By Jeremy Warner at the Telegraph
Vladimir Putin is digging in for a prolonged siege and a possibly permanent reversal of trade ties with the West. There can be no other way of interpreting the decision to ban many food imports from countries that have imposed sanctions, and the parallel threat to stop car imports and flights by Western airlines over Russian airspace.
Collectively, these moves would represent the most profound breakdown in global trade since the oil embargoes of the 1970s. Never mind the geo-political risks implicit in what's going on, these wider threats to globalisation are being almost wholly ignored by financial markets, where misplaced complacency continues to be the order of the day.

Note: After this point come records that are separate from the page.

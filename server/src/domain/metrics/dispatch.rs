//! Numeric classification of Telegraf field values

use serde_json::Value;
use thiserror::Error;

use super::model::SampleValue;

/// Field value that cannot become a sample
#[derive(Error, Debug, Clone, PartialEq)]
pub enum UnsupportedField {
    #[error("integer {0} does not fit in a signed 64-bit value")]
    OutOfRange(String),

    #[error("{0} value is not numeric")]
    NotNumeric(&'static str),
}

/// Classify a field value as an integer or floating-point sample.
///
/// Numbers keep their literal text, so a literal without a fraction or
/// exponent is always an integer. Integers of any width beyond i64 are
/// rejected, never widened to a float.
pub fn classify(value: &Value) -> Result<SampleValue, UnsupportedField> {
    match value {
        Value::Number(n) => {
            if let Some(i) = n.as_i64() {
                Ok(SampleValue::Integer(i))
            } else if is_integer_literal(n.as_str()) {
                Err(UnsupportedField::OutOfRange(n.as_str().to_string()))
            } else if let Some(f) = n.as_f64() {
                Ok(SampleValue::Float(f))
            } else {
                Err(UnsupportedField::NotNumeric("number"))
            }
        }
        Value::String(_) => Err(UnsupportedField::NotNumeric("string")),
        Value::Bool(_) => Err(UnsupportedField::NotNumeric("boolean")),
        Value::Null => Err(UnsupportedField::NotNumeric("null")),
        Value::Array(_) => Err(UnsupportedField::NotNumeric("array")),
        Value::Object(_) => Err(UnsupportedField::NotNumeric("object")),
    }
}

fn is_integer_literal(literal: &str) -> bool {
    !literal.contains(['.', 'e', 'E'])
}
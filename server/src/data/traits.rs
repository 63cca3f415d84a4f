//! Collaborator traits for metric ingestion
//!
//! The ingest pipeline depends only on these traits. Each backend
//! (in-memory, DuckDB) implements all three.

use async_trait::async_trait;

use crate::domain::metrics::{CatalogError, MetricBatch, MetricRecord, StoreError};

/// Registry of the numeric kind each `metric.field` pair is stored as.
///
/// Registration is an upsert: the latest kind wins.
#[async_trait]
pub trait DataTypeCatalog: Send + Sync {
    async fn register(&self, record: &MetricRecord) -> Result<(), CatalogError>;
}

/// Registry of tag sets seen per application, host and metric field.
///
/// Registering an entry that already exists is a no-op.
#[async_trait]
pub trait TagCatalog: Send + Sync {
    async fn register(&self, batch_id: &str, record: &MetricRecord) -> Result<(), CatalogError>;
}

/// Bulk persistence of converted samples
#[async_trait]
pub trait MetricStore: Send + Sync {
    async fn insert_batch(&self, batch: &MetricBatch) -> Result<(), StoreError>;
}
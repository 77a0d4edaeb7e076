//! move-sequencer: simulate-then-submit runner for Move call sequences
//!
//! ## Example Usage
//!
//! ```bash
//! # Check a sequence file
//! move-sequencer validate deploy.yaml
//!
//! # Show how the steps split into batches
//! move-sequencer plan deploy.yaml --batch-size 5
//!
//! # Rehearse against the in-memory ledger, confirming each unit at a prompt
//! move-sequencer run deploy.yaml
//!
//! # Submit through a ledger gateway in batch mode, chaining automatically
//! move-sequencer run deploy.yaml --ledger http --endpoint https://gateway.example \
//!     --sender 0xA11CE --mode batch --auto --yes
//! ```

use anyhow::Result;
use clap::{Parser, Subcommand};

mod sequencer_cli;

use sequencer_cli::{
    inspect::{PlanCmd, ValidateCmd},
    output::format_error,
    run::RunCmd,
};

#[derive(Parser)]
#[command(
    name = "move-sequencer",
    author,
    version,
    about = "Simulate, confirm and submit ordered Move call sequences"
)]
struct Cli {
    #[command(subcommand)]
    command: Commands,

    /// Output as JSON instead of human-readable format
    #[arg(long, global = true)]
    json: bool,

    /// Verbose output (debug logs, events and state changes)
    #[arg(long, short, global = true)]
    verbose: bool,
}

#[derive(Subcommand)]
enum Commands {
    /// Load and validate a sequence file
    Validate(ValidateCmd),

    /// Print the batch partition of a sequence file
    Plan(PlanCmd),

    /// Run a sequence file through the orchestration engine
    Run(RunCmd),
}

#[tokio::main]
async fn main() -> Result<()> {
    let Cli {
        command,
        json,
        verbose,
    } = Cli::parse();
    sequencer_cli::init_logging(verbose);

    let result = match command {
        Commands::Validate(cmd) => cmd.execute(json),
        Commands::Plan(cmd) => cmd.execute(json),
        Commands::Run(cmd) => return finish(cmd.execute(json, verbose).await, None),
    };
    finish(result, Some(json))
}

/// Exit non-zero on failure. `json` is `None` when the command already
/// reported its own error.
fn finish(result: Result<()>, json: Option<bool>) -> Result<()> {
    if let Err(err) = &result {
        if let Some(json) = json {
            eprintln!("{}", format_error(err, json));
        }
        std::process::exit(1);
    }
    result
}
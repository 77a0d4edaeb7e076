//! In-memory rehearsal ledger.
//!
//! `SandboxLedger` answers evaluate/submit calls locally with deterministic
//! gas figures, one event and one state delta per call, and transaction ids
//! derived from the payload. It journals every call in the order it was
//! issued and supports failure injection, which makes it the fake used by
//! the engine tests and the `--ledger sandbox` rehearsal mode of the CLI.
//!
//! ```ignore
//! let ledger = SandboxLedger::new();
//! ledger.fail_next_submit("signer declined");
//! ledger.reject_function("0x2::pool::swap", "MoveAbort(0x2::pool, 7)");
//! ledger.set_latency(Duration::from_millis(50));
//! ```

use anyhow::{anyhow, bail, Result};
use parking_lot::Mutex;
use serde_json::json;
use sha2::{Digest, Sha256};
use std::collections::{HashMap, VecDeque};
use std::time::Duration;

use sequencer_types::{
    DeltaKind, ExecutionHandle, LedgerEvent, OperationTarget, ScriptArgument, SignerIdentity,
    SimulationOutcome, StateDelta, SubmitOptions, TransactionPayload,
};

use super::LedgerClient;

const BASE_GAS: u64 = 1_000;
const GAS_PER_CALL: u64 = 500;
const GAS_PER_ARGUMENT: u64 = 25;

#[derive(Debug, Clone, Copy, PartialEq, Eq)]
pub enum JournalKind {
    Evaluate,
    Submit,
}

/// One recorded ledger call.
#[derive(Debug, Clone)]
pub struct JournalEntry {
    pub kind: JournalKind,
    pub payload: TransactionPayload,
}

impl JournalEntry {
    /// Function names called by the payload, in order.
    pub fn functions(&self) -> Vec<String> {
        self.payload
            .targets()
            .into_iter()
            .map(|target| target.function.clone())
            .collect()
    }
}

#[derive(Debug, Default)]
struct SandboxInner {
    journal: Vec<JournalEntry>,
    evaluate_failures: VecDeque<String>,
    submit_failures: VecDeque<String>,
    /// Fully qualified target -> abort status.
    rejected: HashMap<String, String>,
    latency: Duration,
    sequence_number: u64,
    committed: Vec<OperationTarget>,
}

#[derive(Debug, Default)]
pub struct SandboxLedger {
    inner: Mutex<SandboxInner>,
}

impl SandboxLedger {
    pub fn new() -> Self {
        Self::default()
    }

    /// Make the next `evaluate` call fail with `message`.
    pub fn fail_next_evaluate(&self, message: &str) -> &Self {
        self.inner
            .lock()
            .evaluate_failures
            .push_back(message.to_string());
        self
    }

    /// Make the next `submit` call fail with `message`.
    pub fn fail_next_submit(&self, message: &str) -> &Self {
        self.inner
            .lock()
            .submit_failures
            .push_back(message.to_string());
        self
    }

    /// Any payload calling `target` simulates as rejected and aborts on submit.
    pub fn reject_function(&self, target: &str, status: &str) -> &Self {
        let key = target
            .parse::<OperationTarget>()
            .map(|parsed| parsed.to_string())
            .unwrap_or_else(|_| target.trim().to_string());
        self.inner.lock().rejected.insert(key, status.to_string());
        self
    }

    pub fn clear_rejections(&self) -> &Self {
        self.inner.lock().rejected.clear();
        self
    }

    /// Delay applied to every call before it resolves.
    pub fn set_latency(&self, latency: Duration) -> &Self {
        self.inner.lock().latency = latency;
        self
    }

    pub fn journal(&self) -> Vec<JournalEntry> {
        self.inner.lock().journal.clone()
    }

    pub fn evaluate_count(&self) -> usize {
        self.count(JournalKind::Evaluate)
    }

    pub fn submit_count(&self) -> usize {
        self.count(JournalKind::Submit)
    }

    /// Targets of every committed call, in commit order.
    pub fn committed_targets(&self) -> Vec<OperationTarget> {
        self.inner.lock().committed.clone()
    }

    pub fn sequence_number(&self) -> u64 {
        self.inner.lock().sequence_number
    }

    fn count(&self, kind: JournalKind) -> usize {
        self.inner
            .lock()
            .journal
            .iter()
            .filter(|entry| entry.kind == kind)
            .count()
    }

    /// Records the call and returns the configured latency.
    fn record(&self, kind: JournalKind, payload: &TransactionPayload) -> Duration {
        let mut inner = self.inner.lock();
        inner.journal.push(JournalEntry {
            kind,
            payload: payload.clone(),
        });
        inner.latency
    }

    fn rejection_for(&self, payload: &TransactionPayload) -> Option<(String, String)> {
        let inner = self.inner.lock();
        payload.targets().into_iter().find_map(|target| {
            let key = target.to_string();
            inner
                .rejected
                .get(&key)
                .map(|status| (key.clone(), status.clone()))
        })
    }
}

fn estimate_gas(payload: &TransactionPayload) -> u64 {
    let arguments = match payload {
        TransactionPayload::EntryFunction(call) => call.arguments.len(),
        TransactionPayload::Composite { calls } => {
            calls.iter().map(|call| call.arguments.len()).sum()
        }
    };
    BASE_GAS + GAS_PER_CALL * payload.call_count() as u64 + GAS_PER_ARGUMENT * arguments as u64
}

fn sender_of(payload: &TransactionPayload) -> Option<&str> {
    match payload {
        TransactionPayload::EntryFunction(_) => None,
        TransactionPayload::Composite { calls } => calls.iter().find_map(|call| {
            call.arguments.iter().find_map(|arg| match arg {
                ScriptArgument::Signer(address) => Some(address.as_str()),
                ScriptArgument::Pure(_) => None,
            })
        }),
    }
}

fn simulated_effects(payload: &TransactionPayload) -> (Vec<LedgerEvent>, Vec<StateDelta>) {
    let owner = sender_of(payload);
    payload
        .targets()
        .into_iter()
        .enumerate()
        .map(|(index, target)| {
            let event = LedgerEvent {
                type_tag: format!("{}::CallEvent", target.module_id()),
                data: json!({ "function": target.function, "call_index": index }),
            };
            let delta = StateDelta {
                address: owner.unwrap_or(&target.address).to_string(),
                resource: format!("{}::State", target.module_id()),
                kind: DeltaKind::Modified,
                data: None,
            };
            (event, delta)
        })
        .unzip()
}

fn derive_transaction_id(sequence_number: u64, sender: &str, payload: &TransactionPayload) -> String {
    let mut hasher = Sha256::new();
    hasher.update(sequence_number.to_le_bytes());
    hasher.update(sender.as_bytes());
    hasher.update(serde_json::to_vec(payload).unwrap_or_default());
    format!("0x{}", hex::encode(hasher.finalize()))
}

#[async_trait::async_trait]
impl LedgerClient for SandboxLedger {
    fn network_name(&self) -> &str {
        "sandbox"
    }

    async fn evaluate(
        &self,
        payload: &TransactionPayload,
        signer_public_key: &str,
    ) -> Result<SimulationOutcome> {
        let latency = self.record(JournalKind::Evaluate, payload);
        if !latency.is_zero() {
            tokio::time::sleep(latency).await;
        }

        if let Some(message) = self.inner.lock().evaluate_failures.pop_front() {
            bail!("{}", message);
        }
        if signer_public_key.trim().is_empty() {
            bail!("evaluate requires a signer public key");
        }

        let gas = estimate_gas(payload);
        let (events, state_deltas) = simulated_effects(payload);
        let mut outcome = match self.rejection_for(payload) {
            Some((target, status)) => {
                SimulationOutcome::rejected(format!("{status} in {target}"), gas)
            }
            None => SimulationOutcome::succeeded("Executed successfully", gas),
        };
        if outcome.success {
            outcome.events = events;
            outcome.state_deltas = state_deltas;
        }
        Ok(outcome)
    }

    async fn submit(
        &self,
        payload: &TransactionPayload,
        signer: &SignerIdentity,
        options: &SubmitOptions,
    ) -> Result<ExecutionHandle> {
        let latency = self.record(JournalKind::Submit, payload);
        if !latency.is_zero() {
            tokio::time::sleep(latency).await;
        }

        if let Some(message) = self.inner.lock().submit_failures.pop_front() {
            bail!("{}", message);
        }
        if let Some((target, status)) = self.rejection_for(payload) {
            return Err(anyhow!("transaction aborted: {status} in {target}"));
        }
        let gas = estimate_gas(payload);
        if gas > options.max_gas {
            bail!(
                "insufficient gas budget: needs {} but max_gas is {}",
                gas,
                options.max_gas
            );
        }

        let mut inner = self.inner.lock();
        inner.sequence_number += 1;
        let transaction_id = derive_transaction_id(inner.sequence_number, &signer.address, payload);
        inner
            .committed
            .extend(payload.targets().into_iter().cloned());
        Ok(ExecutionHandle::new(transaction_id))
    }
}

There's still time for Mr Putin to retreat from the brink, but he has shown few signs of it so far, repeatedly calling the West's bluff in his piecemeal annexation of Ukraine. The cosy assumption that reason will prevail has already been repeatedly shattered. Why would Mr Putin back off now?
Banning food imports obviously amounts to a steep escalation in this tit for tat exchange with the West, but in fact Russia has been moving into ever more protectionist mode for some time now in apparent preparation for a breakdown in relations. Professor Simon Evenett of the University of St Gallen, Switzerland, says that so far this year, Russia has implemented 38 measures that directly harm trading partners, or nearly one in five of all such protectionist measures tracked globally by his Global Trade Alert.
"Recent Russian actions follow a profound expansion of industrial policy since the global economic crisis began" says Professor Evenett. "Those policies have seen extensive resort to subsidisation, tariff increases, and a wide range of non-tariff barriers. In fact, crisis-era Russian trade policy amounts to the import substitution policies of yesteryear cushioned by a raft of subsidies. Today, the Russian government is reported to be considering introducing protectionist measures in the automobile, shipbuilding, and aircraft production sectors, suggesting that the current foreign policy spate may be used to further nationalistic commercial ends".
Goodbye globalisation, hello another era of growing geo-political and protectionist tension. We can but hope not, but it's not looking good, not good at all.